Green sweeps in

By Michael Newhouse
IF JOHN Howard is destined to go down in history as “Lazarus with a triple bypass”, then the new Victorian Greens MP, Colleen Hartland, is happy to be listed with the Prime Minister – at least for the moment.
Although they might not be the most likely pair of ideological bedfellows, Ms Hartland is, like Mr Howard once was, the political comeback star of the moment, after she stole the final Western Metropolitan seat from under Labor’s nose last week.
“Absolutely, I’m quite happy to concede that,” she said, when asked her whether she could adopt the Prime Minister’s famous Lazarus quote, in which he mocked his own chances of making a political comeback.

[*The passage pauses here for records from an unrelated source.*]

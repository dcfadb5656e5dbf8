//! GF(2^8) arithmetic over the primitive polynomial `x^8 + x^4 + x^3 + x^2 + 1`
//! (`0x11d`), in the log/antilog form used by the Reed-Solomon decoder.
//!
//! Elements are kept in one of two representations:
//! - *polynomial* form: the plain byte value;
//! - *index* form: the discrete log `i` such that `alpha^i == value`, with
//!   [`A0`] standing in for `log(0)`.

/// Field size minus one; also the full codeword length.
pub const NN: usize = 255;
/// Index form of zero.
pub const A0: usize = NN;

const POLY: u16 = 0x11d;

pub struct Tables {
    /// `alpha_to[i] = alpha^i`; `alpha_to[A0] = 0`.
    pub alpha_to: [u8; NN + 1],
    /// `index_of[v] = log(v)`; `index_of[0] = A0`.
    pub index_of: [usize; NN + 1],
}

const fn build_tables() -> Tables {
    let mut alpha_to = [0u8; NN + 1];
    let mut index_of = [0usize; NN + 1];
    index_of[0] = A0;
    alpha_to[A0] = 0;

    let mut sr: u16 = 1;
    let mut i = 0;
    while i < NN {
        index_of[sr as usize] = i;
        alpha_to[i] = sr as u8;
        sr <<= 1;
        if sr & 0x100 != 0 {
            sr ^= POLY;
        }
        i += 1;
    }
    Tables { alpha_to, index_of }
}

pub static TABLES: Tables = build_tables();

/// Reduces an exponent modulo `NN` without a division.
#[inline]
pub fn modnn(mut x: usize) -> usize {
    while x >= NN {
        x -= NN;
        x = (x >> 8) + (x & NN);
    }
    x
}

#[inline]
pub fn alpha(i: usize) -> u8 {
    TABLES.alpha_to[i]
}

#[inline]
pub fn log(v: u8) -> usize {
    TABLES.index_of[v as usize]
}

/// Polynomial-form multiply.
#[inline]
pub fn mul(a: u8, b: u8) -> u8 {
    if a == 0 || b == 0 {
        0
    } else {
        alpha(modnn(log(a) + log(b)))
    }
}

#[cfg(test)]
mod tests {
    use super::*;

    fn mul_slow(mut a: u8, mut b: u8) -> u8 {
        let mut acc = 0u8;
        while b != 0 {
            if b & 1 != 0 {
                acc ^= a;
            }
            let hi = a & 0x80;
            a <<= 1;
            if hi != 0 {
                a ^= (POLY & 0xff) as u8;
            }
            b >>= 1;
        }
        acc
    }

    #[test]
    fn tables_are_inverse() {
        for v in 1..=255u8 {
            assert_eq!(alpha(log(v)), v);
        }
        assert_eq!(log(0), A0);
        assert_eq!(alpha(A0), 0);
        // alpha is primitive: its powers hit every non-zero element once.
        let mut seen = [false; 256];
        for i in 0..NN {
            assert!(!seen[alpha(i) as usize]);
            seen[alpha(i) as usize] = true;
        }
    }

    #[test]
    fn table_multiply_matches_shift_and_add() {
        for a in (0..=255u8).step_by(7) {
            for b in 0..=255u8 {
                assert_eq!(mul(a, b), mul_slow(a, b), "a={a:#04x} b={b:#04x}");
            }
        }
    }

    #[test]
    fn modnn_reduces_large_exponents() {
        assert_eq!(modnn(0), 0);
        assert_eq!(modnn(NN), 0);
        assert_eq!(modnn(NN + 3), 3);
        assert_eq!(modnn(3 * NN + 17), 17);
    }
}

Last week the Victorian Electoral Commission announced Ms Hartland had unexpectedly won the final Upper House spot in Western Metropolitan by just 129 votes, following a recount that ran from Wednesday afternoon into the early hours of Thursday morning.
Ms Hartland, who has lived in Footscray for the past 20 years, was woken at 4am on Thursday to the news she had won the seat, which she had all but given up hope on 24 hours earlier.
Her win has helped the Greens to achieve a big share of the balance of power in the Legislative Council.
The Greens will hold three seats in the newly reformed Upper House, and will share the balance of power with the Nationals, who hold two seats.
“I was still not really prepared to believe it because it has been a real rollercoaster,” she said when Star visited her at work on Thursday afternoon.
Ms Hartland, who works as an elderly-tenant support worker in Williamstown, where she has worked for the past five years, was one of the first Greens councillors elected to the City of Maribyrnong, and has been a well-known environmental activist in Melbourne’s West for more than two decades.
“What it will actually mean is that all of the campaigning that I’ve been doing for the last 25 years will now move into a very different role,” she said.
That role will include a continued focus on environmental issues, as well as include an effort to increase government accountability, although Ms Hartland said further policy direction would be developed in the coming months.
“I have very specific things about the West that I will want to see, especially about toxics,” she said.
She said the party would use its three Upper House seats to negotiate with all other parties during the next four years.
“We believe that the balance of power is a huge responsibility and it’s not something to be treated lightly.
“It has to be treated with respect, so as each issue comes up we will decide how that issue will be dealt with,” Ms Hartland said.
But when Ms Hartland moves into Parliament she will probably have a better knowledge of the institution than most debutant MPs, having worked as a pantry hand in the parliamentary kitchen during the dying days of the Cain-Kirner Government in the early 1990s.
“I used to make their cups of tea and coffee and serve their lunches,” she said, adding that her political activism had made the relationship more than a little unusual.
“It was a very odd situation because I’ve always been very politically active,” Ms Hartland said with a slight smile on her face.
She said she was looking forward to seeing some of her old colleagues who were still working in the parliamentary kitchen, but said it would be a little strange being on the other side of the divide.
“I’ve worked for a lot of years as a cook and a pantry hand and a cleaner, went to uni when I was 40 and got my degree, and now I’m going in to Parliament.”